11 Januari 2022

MERACIK PIKIR DAN RASA (SERI 2): ALLAH AR-RAHIIM, MAHA PENYAYANG

JIKA aplikasi sifat Ar Rahman saya temukan di Ayah, maka Ar Rahiim di Ibu.

Mamah, begitu kami memanggilnya. Perempuan sunda berdarah ningrat Sumedang. Cantik, putih. Dan itu mirip adik saya, bukan saya:)

Allah menganugerahi rahim di tubuh Ibu, bukan di Ayah. Di sanalah tersemai benih manusia, ketat dalam penjagaan dan pantauan Allah.

Allah Subhanahu Wa Ta'ala berfirman:

"Dialah yang membentuk kamu dalam rahim menurut yang Dia kehendaki. Tidak ada tuhan selain Dia. Yang Maha Perkasa, Maha Bijaksana." (QS. Ali 'Imran 3: Ayat 6)

 Kata Ar-Rahiim dan Arhaam yang merupakan bentuk majemuk dari rahmun memiliki akar kata yang sama, yaitu /r/, /h/, dan /m/, yang artinya menaruh kasih, mencintai, serta menyayangi dengan sangat dalam.

Allah Ar Rahiim telah menetapkan benih-saya di rahim seorang perempuan bernama Saribanon. Dalam bahasa Sunda, nama itu berarti pusat perhatian atau benteng yang kuat. Keduanya maujud di diri Mamah.

Jangan bayangkan kasih sayang yang dia curahkan berupa ucapan lembut, belaian sayang, bukan. Beliau mendidik anak-anaknya dengan tegas, bahkan tak jarang dengan pukulan di kaki. Beliau mendoktrinasi kami dengan nilai-nilai kesopanan kepada sesama manusia, kegigihan mencari nafkah, dan masih banyak lagi. Tangannya sekuat baja melindungi kami saat Ayah bekerja berminggu-minggu di luar kota. Dengan tangan itu pula beliau menjahit hingga larut, mengejar deadline order jahitan, dengan mesin jahit Butterfly. Derit roda mesinnya masih tersimpan di memori kepala saya. Beliau yang keukeuh anak-anaknya harus lulus sarjana, hingga semua tanah yang dibeli, dijual kembali.

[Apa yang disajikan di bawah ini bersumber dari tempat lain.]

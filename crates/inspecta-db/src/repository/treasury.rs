//! # Treasury Repository
//!
//! The central vault ledger and its single settings row.
//!
//! ## Handover
//! ```text
//! receive_handover(notification_id, movement?)
//!   ┌──────────────────── SINGLE TRANSACTION ────────────────────┐
//!   │ INSERT INTO treasury_movements (linked_session_id UNIQUE)  │
//!   │ UPDATE close_notifications SET status = 'read'             │
//!   │   WHERE id = ? AND status = 'pending'                      │
//!   └─────────────────────────────────────────────────────────────┘
//! ```

use chrono::{DateTime, Utc};
use serde::{Deserialize, Serialize};
use sqlx::{QueryBuilder, Sqlite, SqliteConnection, SqlitePool};
use tracing::debug;

use crate::error::DbResult;
use crate::repository::notification::transition_notification;
use inspecta_core::{
    DenominationCount, Money, NotificationStatus, TreasuryCategory, TreasuryLedger, TreasuryMethod,
    TreasuryMovement, TreasurySettings,
};

#[derive(Debug, sqlx::FromRow)]
struct TreasuryMovementRow {
    id: String,
    category: TreasuryCategory,
    amount: Money,
    payment_method: TreasuryMethod,
    concept: String,
    voucher_number: Option<String>,
    linked_session_id: Option<String>,
    denomination_count: Option<String>,
    occurred_at: DateTime<Utc>,
    created_at: DateTime<Utc>,
    created_by: String,
}

impl TryFrom<TreasuryMovementRow> for TreasuryMovement {
    type Error = crate::error::DbError;

    fn try_from(row: TreasuryMovementRow) -> DbResult<Self> {
        let denomination_count = row
            .denomination_count
            .as_deref()
            .map(serde_json::from_str::<DenominationCount>)
            .transpose()?;

        Ok(TreasuryMovement {
            id: row.id,
            category: row.category,
            amount: row.amount,
            payment_method: row.payment_method,
            concept: row.concept,
            voucher_number: row.voucher_number,
            linked_session_id: row.linked_session_id,
            denomination_count,
            occurred_at: row.occurred_at,
            created_at: row.created_at,
            created_by: row.created_by,
        })
    }
}

#[derive(Debug, sqlx::FromRow)]
struct SettingsRow {
    alert_threshold: Money,
    notify_low_balance: bool,
    notification_email: Option<String>,
    updated_at: DateTime<Utc>,
    updated_by: Option<String>,
}

impl From<SettingsRow> for TreasurySettings {
    fn from(row: SettingsRow) -> Self {
        TreasurySettings {
            alert_threshold: row.alert_threshold,
            notify_low_balance: row.notify_low_balance,
            notification_email: row.notification_email,
            updated_at: row.updated_at,
            updated_by: row.updated_by,
        }
    }
}

const SELECT_MOVEMENT: &str = r#"
    SELECT
        id, category, amount, payment_method, concept, voucher_number,
        linked_session_id, denomination_count, occurred_at, created_at, created_by
    FROM treasury_movements
"#;

/// Optional filters for listing treasury movements. Empty means all.
#[derive(Debug, Clone, Default, PartialEq, Eq, Serialize, Deserialize)]
pub struct TreasuryMovementFilter {
    #[serde(default)]
    pub from: Option<DateTime<Utc>>,
    #[serde(default)]
    pub to: Option<DateTime<Utc>>,
    #[serde(default)]
    pub category: Option<TreasuryCategory>,
    #[serde(default)]
    pub payment_method: Option<TreasuryMethod>,
    #[serde(default)]
    pub limit: Option<i64>,
}

async fn insert_movement(conn: &mut SqliteConnection, movement: &TreasuryMovement) -> DbResult<()> {
    let denomination_count = movement
        .denomination_count
        .as_ref()
        .map(serde_json::to_string)
        .transpose()?;

    sqlx::query(
        r#"
        INSERT INTO treasury_movements (
            id, category, amount, payment_method, concept, voucher_number,
            linked_session_id, denomination_count, occurred_at, created_at, created_by
        ) VALUES (?1, ?2, ?3, ?4, ?5, ?6, ?7, ?8, ?9, ?10, ?11)
        "#,
    )
    .bind(&movement.id)
    .bind(movement.category)
    .bind(movement.amount)
    .bind(movement.payment_method)
    .bind(&movement.concept)
    .bind(&movement.voucher_number)
    .bind(&movement.linked_session_id)
    .bind(denomination_count)
    .bind(movement.occurred_at)
    .bind(movement.created_at)
    .bind(&movement.created_by)
    .execute(conn)
    .await?;

    Ok(())
}

#[derive(Debug, Clone)]
pub struct TreasuryRepository {
    pool: SqlitePool,
}

impl TreasuryRepository {
    pub fn new(pool: SqlitePool) -> Self {
        TreasuryRepository { pool }
    }

    // ===== Movements =====

    pub async fn insert(&self, movement: &TreasuryMovement) -> DbResult<()> {
        debug!(
            id = %movement.id,
            category = ?movement.category,
            amount = %movement.amount,
            "Inserting treasury movement"
        );
        let mut conn = self.pool.acquire().await?;
        insert_movement(&mut conn, movement).await
    }

    /// Records a received handover and marks its notification read, together.
    ///
    /// `movement` is `None` when the till handed over no cash; the
    /// notification is still marked read.
    pub async fn receive_handover(
        &self,
        notification_id: &str,
        movement: Option<&TreasuryMovement>,
    ) -> DbResult<()> {
        let mut tx = self.pool.begin().await?;

        transition_notification(
            &mut *tx,
            notification_id,
            NotificationStatus::Pending,
            NotificationStatus::Read,
        )
        .await?;

        if let Some(movement) = movement {
            insert_movement(&mut *tx, movement).await?;
        }

        tx.commit().await?;
        debug!(notification_id = %notification_id, "Handover received");
        Ok(())
    }

    /// Every movement in insertion order.
    pub async fn list_all(&self) -> DbResult<Vec<TreasuryMovement>> {
        let rows: Vec<TreasuryMovementRow> =
            sqlx::query_as(&format!("{SELECT_MOVEMENT} ORDER BY rowid"))
                .fetch_all(&self.pool)
                .await?;
        rows.into_iter().map(TreasuryMovement::try_from).collect()
    }

    /// Loads the whole ledger for aggregation.
    pub async fn ledger(&self) -> DbResult<TreasuryLedger> {
        Ok(TreasuryLedger::new(self.list_all().await?))
    }

    /// Filtered listing, newest first.
    pub async fn list(&self, filter: &TreasuryMovementFilter) -> DbResult<Vec<TreasuryMovement>> {
        let mut query: QueryBuilder<Sqlite> = QueryBuilder::new(SELECT_MOVEMENT);
        query.push(" WHERE 1 = 1");

        if let Some(from) = filter.from {
            query.push(" AND occurred_at >= ").push_bind(from);
        }
        if let Some(to) = filter.to {
            query.push(" AND occurred_at <= ").push_bind(to);
        }
        if let Some(category) = filter.category {
            query.push(" AND category = ").push_bind(category);
        }
        if let Some(method) = filter.payment_method {
            query.push(" AND payment_method = ").push_bind(method);
        }
        query.push(" ORDER BY occurred_at DESC, rowid DESC");
        if let Some(limit) = filter.limit {
            query.push(" LIMIT ").push_bind(limit);
        }

        let rows: Vec<TreasuryMovementRow> = query.build_query_as().fetch_all(&self.pool).await?;
        rows.into_iter().map(TreasuryMovement::try_from).collect()
    }

    pub async fn find_by_session(&self, session_id: &str) -> DbResult<Option<TreasuryMovement>> {
        let row: Option<TreasuryMovementRow> =
            sqlx::query_as(&format!("{SELECT_MOVEMENT} WHERE linked_session_id = ?1"))
                .bind(session_id)
                .fetch_optional(&self.pool)
                .await?;
        row.map(TreasuryMovement::try_from).transpose()
    }

    // ===== Settings =====

    /// Inserts the settings row if it does not exist yet.
    pub async fn ensure_settings(&self, defaults: &TreasurySettings) -> DbResult<()> {
        sqlx::query(
            r#"
            INSERT OR IGNORE INTO treasury_settings (
                id, alert_threshold, notify_low_balance, notification_email, updated_at, updated_by
            ) VALUES (1, ?1, ?2, ?3, ?4, ?5)
            "#,
        )
        .bind(defaults.alert_threshold)
        .bind(defaults.notify_low_balance)
        .bind(&defaults.notification_email)
        .bind(defaults.updated_at)
        .bind(&defaults.updated_by)
        .execute(&self.pool)
        .await?;
        Ok(())
    }

    pub async fn settings(&self) -> DbResult<Option<TreasurySettings>> {
        let row: Option<SettingsRow> = sqlx::query_as(
            r#"
            SELECT alert_threshold, notify_low_balance, notification_email, updated_at, updated_by
            FROM treasury_settings WHERE id = 1
            "#,
        )
        .fetch_optional(&self.pool)
        .await?;
        Ok(row.map(TreasurySettings::from))
    }

    pub async fn save_settings(&self, settings: &TreasurySettings) -> DbResult<()> {
        sqlx::query(
            r#"
            INSERT INTO treasury_settings (
                id, alert_threshold, notify_low_balance, notification_email, updated_at, updated_by
            ) VALUES (1, ?1, ?2, ?3, ?4, ?5)
            ON CONFLICT (id) DO UPDATE SET
                alert_threshold = excluded.alert_threshold,
                notify_low_balance = excluded.notify_low_balance,
                notification_email = excluded.notification_email,
                updated_at = excluded.updated_at,
                updated_by = excluded.updated_by
            "#,
        )
        .bind(settings.alert_threshold)
        .bind(settings.notify_low_balance)
        .bind(&settings.notification_email)
        .bind(settings.updated_at)
        .bind(&settings.updated_by)
        .execute(&self.pool)
        .await?;
        Ok(())
    }
}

Jangan bayangkan beliau lulusan sarjana, sekolah pun hanya sampai SMP. Jangan bayangkan beliau membaca banyak buku agama, sains, atau psikologi. Membaca Quran saja masih terbata-bata.

O iya, tentang sains, justru ide praktikum penguapan melalui kompor dan alat-alat dapur mainan, mengantarkan saya menjadi Siswa Teladan Tingkat Provinsi kala SD.

Beliau minim ilmu agama, namun saat saya bertanya dengan bekal apa Engkau mendidik kami wahai Ibu? Jawabnya adalah, doa.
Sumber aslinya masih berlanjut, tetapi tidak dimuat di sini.